→ **ASSIGNED TASK**: Collect the lines of the entries where "RuleTables" shows up.

(Data entries)
········

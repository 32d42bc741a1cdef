// Copyright 2018 Mozilla
//
// Licensed under the Apache License, Version 2.0 (the "License"); you may not use
// this file except in compliance with the License. You may obtain a copy of the
// License at http://www.apache.org/licenses/LICENSE-2.0
// Unless required by applicable law or agreed to in writing, software distributed
// under the License is distributed on an "AS IS" BASIS, WITHOUT WARRANTIES OR
// CONDITIONS OF ANY KIND, either express or implied. See the License for the
// specific language governing permissions and limitations under the License.

//! The JSON wire form of values and datoms.
//!
//! A value is encoded as a tagged pair `{"t": tag, "v": payload}`; a datom as
//! the 5-element array `[e, a, value, tx, added]`.  These conversions are the
//! single source of truth for the journal and snapshot formats, so `Serialize`
//! and `Deserialize` for `TypedValue` and `Datom` are implemented on top of
//! them rather than derived.

use base64;
use ordered_float::OrderedFloat;
use serde::de;
use serde::{
    Deserialize,
    Deserializer,
    Serialize,
    Serializer,
};
use serde_json;
use serde_json::Value as JsonValue;

use types::{
    Datom,
    TypedValue,
    ValueType,
};

impl TypedValue {
    /// Encode as the tagged wire pair.
    pub fn to_json(&self) -> JsonValue {
        let payload = match *self {
            TypedValue::Long(x) => json!(x),
            TypedValue::Double(x) => json!(x.into_inner()),
            TypedValue::String(ref s) => json!(s),
            TypedValue::Boolean(b) => json!(b),
            TypedValue::Instant(ms) => json!(ms),
            TypedValue::Ref(e) => json!(e),
            TypedValue::Keyword(ref s) => json!(s),
            TypedValue::Bytes(ref b) => json!(base64::encode(b)),
        };
        json!({"t": self.value_type().tag(), "v": payload})
    }

    /// Decode the tagged wire pair.  Returns `None` on any malformed input;
    /// callers decide whether that is a corrupt journal or an ignorable line.
    pub fn from_json(value: &JsonValue) -> Option<TypedValue> {
        let obj = value.as_object()?;
        let tag = obj.get("t")?.as_str()?;
        let payload = obj.get("v")?;
        match ValueType::from_tag(tag)? {
            ValueType::Long => payload.as_i64().map(TypedValue::Long),
            ValueType::Double => payload.as_f64().map(|f| TypedValue::Double(OrderedFloat(f))),
            ValueType::String => payload.as_str().map(|s| TypedValue::String(s.to_string())),
            ValueType::Boolean => payload.as_bool().map(TypedValue::Boolean),
            ValueType::Instant => payload.as_u64().map(TypedValue::Instant),
            ValueType::Ref => payload.as_i64().map(TypedValue::Ref),
            ValueType::Keyword => payload.as_str().map(|s| TypedValue::Keyword(s.to_string())),
            ValueType::Bytes => {
                let encoded = payload.as_str()?;
                base64::decode(encoded).ok().map(TypedValue::Bytes)
            },
        }
    }
}

impl Datom {
    /// Encode as the 5-element wire array.
    pub fn to_json(&self) -> JsonValue {
        json!([self.e, self.a, self.v.to_json(), self.tx, self.added])
    }

    /// Decode the 5-element wire array.
    pub fn from_json(value: &JsonValue) -> Option<Datom> {
        let fields = value.as_array()?;
        if fields.len() != 5 {
            return None;
        }
        Some(Datom {
            e: fields[0].as_i64()?,
            a: fields[1].as_str()?.to_string(),
            v: TypedValue::from_json(&fields[2])?,
            tx: fields[3].as_u64()?,
            added: fields[4].as_bool()?,
        })
    }
}

impl Serialize for TypedValue {
    fn serialize<S>(&self, serializer: S) -> Result<S::Ok, S::Error> where S: Serializer {
        self.to_json().serialize(serializer)
    }
}

impl<'de> Deserialize<'de> for TypedValue {
    fn deserialize<D>(deserializer: D) -> Result<TypedValue, D::Error> where D: Deserializer<'de> {
        let json = JsonValue::deserialize(deserializer)?;
        TypedValue::from_json(&json)
            .ok_or_else(|| de::Error::custom(format!("malformed typed value: {}", json)))
    }
}

impl Serialize for Datom {
    fn serialize<S>(&self, serializer: S) -> Result<S::Ok, S::Error> where S: Serializer {
        self.to_json().serialize(serializer)
    }
}

impl<'de> Deserialize<'de> for Datom {
    fn deserialize<D>(deserializer: D) -> Result<Datom, D::Error> where D: Deserializer<'de> {
        let json = JsonValue::deserialize(deserializer)?;
        Datom::from_json(&json)
            .ok_or_else(|| de::Error::custom(format!("malformed datom: {}", json)))
    }
}

#[cfg(test)]
mod tests {
    use super::*;

    fn round_trip(v: TypedValue) {
        let encoded = v.to_json();
        assert_eq!(TypedValue::from_json(&encoded), Some(v));
    }

    #[test]
    fn test_value_round_trips() {
        round_trip(TypedValue::Long(-42));
        round_trip(TypedValue::Double(OrderedFloat(2.5)));
        round_trip(TypedValue::String("hello, world".to_string()));
        round_trip(TypedValue::Boolean(true));
        round_trip(TypedValue::Instant(1_530_000_000_000));
        round_trip(TypedValue::Ref(65536));
        round_trip(TypedValue::Keyword(":person/name".to_string()));
        round_trip(TypedValue::Bytes(vec![0, 1, 2, 254, 255]));
    }

    #[test]
    fn test_value_wire_shape() {
        let encoded = TypedValue::String("café \"quoted\"".to_string()).to_json();
        assert_eq!(encoded["t"], json!("string"));
        assert_eq!(encoded["v"], json!("café \"quoted\""));

        let encoded = TypedValue::Bytes(vec![255u8; 3]).to_json();
        assert_eq!(encoded["t"], json!("bytes"));
        assert_eq!(encoded["v"], json!("////"));
    }

    #[test]
    fn test_datom_round_trip() {
        let datom = Datom::new(17, ":person/name", "Alice", 3, true);
        assert_eq!(Datom::from_json(&datom.to_json()), Some(datom));

        let datom = Datom::new(17, ":person/age", 30i64, 4, false);
        assert_eq!(Datom::from_json(&datom.to_json()), Some(datom));
    }

    #[test]
    fn test_malformed_inputs_rejected() {
        assert_eq!(TypedValue::from_json(&json!({"t": "int", "v": "nope"})), None);
        assert_eq!(TypedValue::from_json(&json!({"t": "uuid", "v": 1})), None);
        assert_eq!(TypedValue::from_json(&json!({"v": 1})), None);
        assert_eq!(TypedValue::from_json(&json!({"t": "bytes", "v": "!not base64!"})), None);
        assert_eq!(Datom::from_json(&json!([1, ":a/b", {"t": "int", "v": 2}, 1])), None);
    }

    #[test]
    fn test_serde_through_string() {
        let datom = Datom::new(1, ":db/doc", TypedValue::Keyword(":k".to_string()), 1, true);
        let text = serde_json::to_string(&datom).expect("serialized");
        let parsed: Datom = serde_json::from_str(&text).expect("deserialized");
        assert_eq!(parsed, datom);
    }
}
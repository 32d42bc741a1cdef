// Copyright 2018 Mozilla
//
// Licensed under the Apache License, Version 2.0 (the "License"); you may not use
// this file except in compliance with the License. You may obtain a copy of the
// License at http://www.apache.org/licenses/LICENSE-2.0
// Unless required by applicable law or agreed to in writing, software distributed
// under the License is distributed on an "AS IS" BASIS, WITHOUT WARRANTIES OR
// CONDITIONS OF ANY KIND, either express or implied. See the License for the
// specific language governing permissions and limitations under the License.

//! Clause-driven query execution.
//!
//! A query folds its clauses over a relation that starts as a single empty
//! binding.  Patterns scan the best index for their bound places and unify
//! candidates; predicates filter; `or`/`not` recurse with one input binding at
//! a time.  Malformed inputs yield empty results, never errors.

use std::collections::HashSet;

use datalith_core::{
    Datom,
    Entid,
    Ident,
    TypedValue,
};
use datalith_db::Db;

use rules;
use rules::{
    RuleTable,
    RuleTables,
};
use super::{
    AttributePlace,
    Binding,
    Bindings,
    Clause,
    EntityPlace,
    Pattern,
    Query,
    Relation,
    RuleArg,
    ValuePlace,
    Variable,
};

/// Query results: the projected columns and distinct rows.
#[derive(Clone,Debug,Eq,PartialEq)]
pub struct QueryOutput {
    pub columns: Vec<Variable>,
    pub rows: Vec<Vec<Binding>>,
}

impl QueryOutput {
    pub fn is_empty(&self) -> bool {
        self.rows.is_empty()
    }

    pub fn len(&self) -> usize {
        self.rows.len()
    }

    /// The single value of a one-column, at-most-one-row result.
    pub fn into_scalar(mut self) -> Option<Binding> {
        if self.rows.len() == 1 && self.columns.len() == 1 {
            self.rows.pop().and_then(|mut row| row.pop())
        } else {
            None
        }
    }

    /// The first column of every row.
    pub fn into_coll(self) -> Vec<Binding> {
        self.rows
            .into_iter()
            .filter_map(|mut row| {
                if row.is_empty() {
                    None
                } else {
                    Some(row.remove(0))
                }
            })
            .collect()
    }

    /// The single row of an at-most-one-row result.
    pub fn into_tuple(mut self) -> Option<Vec<Binding>> {
        if self.rows.len() == 1 {
            self.rows.pop()
        } else {
            None
        }
    }

    /// Rows as plain values (entities as refs, attributes as keywords).
    pub fn rows_as_values(&self) -> Vec<Vec<TypedValue>> {
        self.rows
            .iter()
            .map(|row| row.iter().map(|binding| binding.to_value()).collect())
            .collect()
    }
}

pub(crate) struct ExecutionContext<'a> {
    pub db: &'a Db,
    pub tables: &'a RuleTables,
}

/// Execute `query`, projecting onto its `find` variables and deduplicating.
pub fn execute(query: &Query, db: &Db) -> QueryOutput {
    let relation = execute_raw(query, db);
    project(&query.find, relation)
}

/// Execute `query` without projection or distinct: the full relation, one
/// binding set per derivation.  Aggregation starts from this.
pub fn execute_raw(query: &Query, db: &Db) -> Relation {
    let tables = rules::evaluate(db, &query.rules);
    let context = ExecutionContext {
        db: db,
        tables: &tables,
    };
    execute_clauses(&context, vec![Bindings::new()], &query.where_clauses)
}

/// Fold `clauses` over `relation`, reordering runs of adjacent patterns so the
/// most-bound execute first.
pub(crate) fn execute_clauses(context: &ExecutionContext,
                              relation: Relation,
                              clauses: &[Clause])
                              -> Relation {
    let mut relation = relation;
    for clause in order_clauses(clauses) {
        if relation.is_empty() {
            return relation;
        }
        relation = execute_clause(context, relation, clause);
    }
    relation
}

/// Sort each run of consecutive patterns by descending number of bound
/// places, ties in original order.  Non-pattern clauses hold their position:
/// a predicate stays after the patterns that bind its variables.
fn order_clauses<'a>(clauses: &'a [Clause]) -> Vec<&'a Clause> {
    let mut ordered: Vec<&'a Clause> = Vec::with_capacity(clauses.len());
    let mut run: Vec<(&'a Clause, usize)> = vec![];

    for clause in clauses {
        match *clause {
            Clause::Pattern(ref pattern) => run.push((clause, pattern.bound_places())),
            _ => {
                flush_run(&mut run, &mut ordered);
                ordered.push(clause);
            },
        }
    }
    flush_run(&mut run, &mut ordered);
    ordered
}

fn flush_run<'a>(run: &mut Vec<(&'a Clause, usize)>, ordered: &mut Vec<&'a Clause>) {
    run.sort_by(|a, b| b.1.cmp(&a.1));
    ordered.extend(run.drain(..).map(|(clause, _)| clause));
}

fn execute_clause(context: &ExecutionContext, relation: Relation, clause: &Clause) -> Relation {
    match *clause {
        Clause::Pattern(ref pattern) => execute_pattern(context, relation, pattern),
        Clause::Predicate(ref predicate) => {
            relation.into_iter().filter(|bindings| predicate.evaluate(bindings)).collect()
        },
        Clause::RuleCall(ref name, ref args) => execute_rule_call(context, relation, name, args),
        Clause::And(ref clauses) => execute_clauses(context, relation, clauses),
        Clause::Or(ref branches) => execute_or(context, relation, branches),
        Clause::Not(ref inner) => {
            relation.into_iter()
                .filter(|bindings| {
                    execute_clause(context, vec![bindings.clone()], inner).is_empty()
                })
                .collect()
        },
    }
}

/// A place resolved under a binding: concretely known, open, or bound to
/// something that can never match.
enum Place<T> {
    Known(T),
    Unknown,
    Conflict,
}

fn entity_place(bindings: &Bindings, place: &EntityPlace) -> Place<Entid> {
    match *place {
        EntityPlace::Entid(e) => Place::Known(e),
        EntityPlace::Variable(ref v) => {
            match bindings.get(v) {
                Some(&Binding::Entid(e)) => Place::Known(e),
                Some(_) => Place::Conflict,
                None => Place::Unknown,
            }
        },
        EntityPlace::Placeholder => Place::Unknown,
    }
}

fn attr_place(bindings: &Bindings, place: &AttributePlace) -> Place<Ident> {
    match *place {
        AttributePlace::Ident(ref a) => Place::Known(a.clone()),
        AttributePlace::Variable(ref v) => {
            match bindings.get(v) {
                Some(&Binding::Attr(ref a)) => Place::Known(a.clone()),
                Some(_) => Place::Conflict,
                None => Place::Unknown,
            }
        },
        AttributePlace::Placeholder => Place::Unknown,
    }
}

fn value_place(bindings: &Bindings, place: &ValuePlace) -> Place<TypedValue> {
    match *place {
        ValuePlace::Value(ref v) => Place::Known(v.clone()),
        ValuePlace::Variable(ref v) => {
            match bindings.get(v) {
                Some(binding) => Place::Known(binding.to_value()),
                None => Place::Unknown,
            }
        },
        ValuePlace::Placeholder => Place::Unknown,
    }
}

/// Match one pattern against the store for every input binding.
///
/// Index selection: EAVT when the entity is known; AVET when attribute and
/// value are; AEVT when only the attribute is; VAET when only the value is
/// and it is a ref.  The final arm walks the whole current index and should
/// not be reached by well-formed queries.
fn execute_pattern(context: &ExecutionContext, relation: Relation, pattern: &Pattern) -> Relation {
    let current = context.db.current();
    let mut out = Relation::new();

    for bindings in relation {
        let e = entity_place(&bindings, &pattern.e);
        let a = attr_place(&bindings, &pattern.a);
        let v = value_place(&bindings, &pattern.v);

        let candidates: Vec<Datom> = match (e, a, v) {
            (Place::Conflict, _, _) | (_, Place::Conflict, _) | (_, _, Place::Conflict) => {
                continue;
            },
            (Place::Known(e), Place::Known(ref a), _) => current.datoms_for_entity_attr(e, a),
            (Place::Known(e), _, _) => current.datoms_for_entity(e),
            (Place::Unknown, Place::Known(ref a), Place::Known(ref v)) => {
                current.datoms_for_attr_value(a, v)
            },
            (Place::Unknown, Place::Known(ref a), Place::Unknown) => current.datoms_for_attr(a),
            (Place::Unknown, Place::Unknown, Place::Known(TypedValue::Ref(target))) => {
                current.datoms_referencing(target)
            },
            _ => {
                debug!("pattern with no bound places; walking the current index");
                current.iter().cloned().collect()
            },
        };

        for datom in &candidates {
            if let Some(extended) = unify(&bindings, pattern, datom) {
                out.push(extended);
            }
        }
    }
    out
}

/// Unify a candidate datom against the pattern under `bindings`: concrete
/// places must agree, variables extend or must agree, placeholders always do.
fn unify(bindings: &Bindings, pattern: &Pattern, datom: &Datom) -> Option<Bindings> {
    let mut next = bindings.clone();

    match pattern.e {
        EntityPlace::Entid(e) => {
            if e != datom.e {
                return None;
            }
        },
        EntityPlace::Variable(ref var) => {
            extend(&mut next, var, Binding::Entid(datom.e))?;
        },
        EntityPlace::Placeholder => {},
    }

    match pattern.a {
        AttributePlace::Ident(ref a) => {
            if *a != datom.a {
                return None;
            }
        },
        AttributePlace::Variable(ref var) => {
            extend(&mut next, var, Binding::Attr(datom.a.clone()))?;
        },
        AttributePlace::Placeholder => {},
    }

    match pattern.v {
        ValuePlace::Value(ref v) => {
            if *v != datom.v {
                return None;
            }
        },
        ValuePlace::Variable(ref var) => {
            extend(&mut next, var, Binding::from_value(datom.v.clone()))?;
        },
        ValuePlace::Placeholder => {},
    }

    Some(next)
}

fn extend(bindings: &mut Bindings, var: &Variable, binding: Binding) -> Option<()> {
    match bindings.get(var) {
        Some(existing) => {
            if *existing == binding {
                Some(())
            } else {
                None
            }
        },
        None => {
            bindings.insert(var.clone(), binding);
            Some(())
        },
    }
}

/// Unify a rule call against the rule's derived table.
fn execute_rule_call(context: &ExecutionContext,
                     relation: Relation,
                     name: &str,
                     args: &[RuleArg])
                     -> Relation {
    let empty = RuleTable::default();
    let table = context.tables
        .get(&(name.to_string(), args.len()))
        .unwrap_or(&empty);

    let mut out = Relation::new();
    for bindings in relation {
        for row in table.iter() {
            if let Some(extended) = unify_rule_args(&bindings, args, row) {
                out.push(extended);
            }
        }
    }
    out
}

fn unify_rule_args(bindings: &Bindings, args: &[RuleArg], row: &[Binding]) -> Option<Bindings> {
    let mut next = bindings.clone();
    for (arg, cell) in args.iter().zip(row.iter()) {
        match *arg {
            RuleArg::Variable(ref var) => extend(&mut next, var, cell.clone())?,
            RuleArg::Constant(ref v) => {
                if Binding::from_value(v.clone()) != *cell {
                    return None;
                }
            },
        }
    }
    Some(next)
}

/// `Or` is a union over the shared schema: each branch's rows are projected to
/// the input binding's variables plus the variables every branch binds, then
/// deduplicated across branches.
fn execute_or(context: &ExecutionContext, relation: Relation, branches: &[Clause]) -> Relation {
    let mut common: Option<HashSet<Variable>> = None;
    for branch in branches {
        let branch_vars = branch.bound_vars();
        common = Some(match common {
            None => branch_vars,
            Some(common) => common.intersection(&branch_vars).cloned().collect(),
        });
    }
    let common = common.unwrap_or_default();

    let mut out = Relation::new();
    for bindings in relation {
        let keep: HashSet<Variable> = bindings.keys()
            .cloned()
            .chain(common.iter().cloned())
            .collect();
        let mut seen: HashSet<Vec<(Variable, Binding)>> = HashSet::new();

        for branch in branches {
            for result in execute_clause(context, vec![bindings.clone()], branch) {
                let projected: Bindings = result.into_iter()
                    .filter(|&(ref var, _)| keep.contains(var))
                    .collect();
                let mut key: Vec<(Variable, Binding)> =
                    projected.iter().map(|(var, binding)| (var.clone(), binding.clone())).collect();
                key.sort();
                if seen.insert(key) {
                    out.push(projected);
                }
            }
        }
    }
    out
}

/// Project onto the `find` variables and deduplicate.  Rows in which a find
/// variable is unbound are dropped rather than erroring.
fn project(find: &[Variable], relation: Relation) -> QueryOutput {
    let mut rows = Vec::new();
    let mut seen: HashSet<Vec<Binding>> = HashSet::new();

    for bindings in relation {
        let mut row = Vec::with_capacity(find.len());
        let mut complete = true;
        for var in find {
            match bindings.get(var) {
                Some(binding) => row.push(binding.clone()),
                None => {
                    complete = false;
                    break;
                },
            }
        }
        if complete && seen.insert(row.clone()) {
            rows.push(row);
        }
    }

    QueryOutput {
        columns: find.to_vec(),
        rows: rows,
    }
}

········

→ **WORKED SOLUTION**:
    RuleTables,
    pub tables: &'a RuleTables,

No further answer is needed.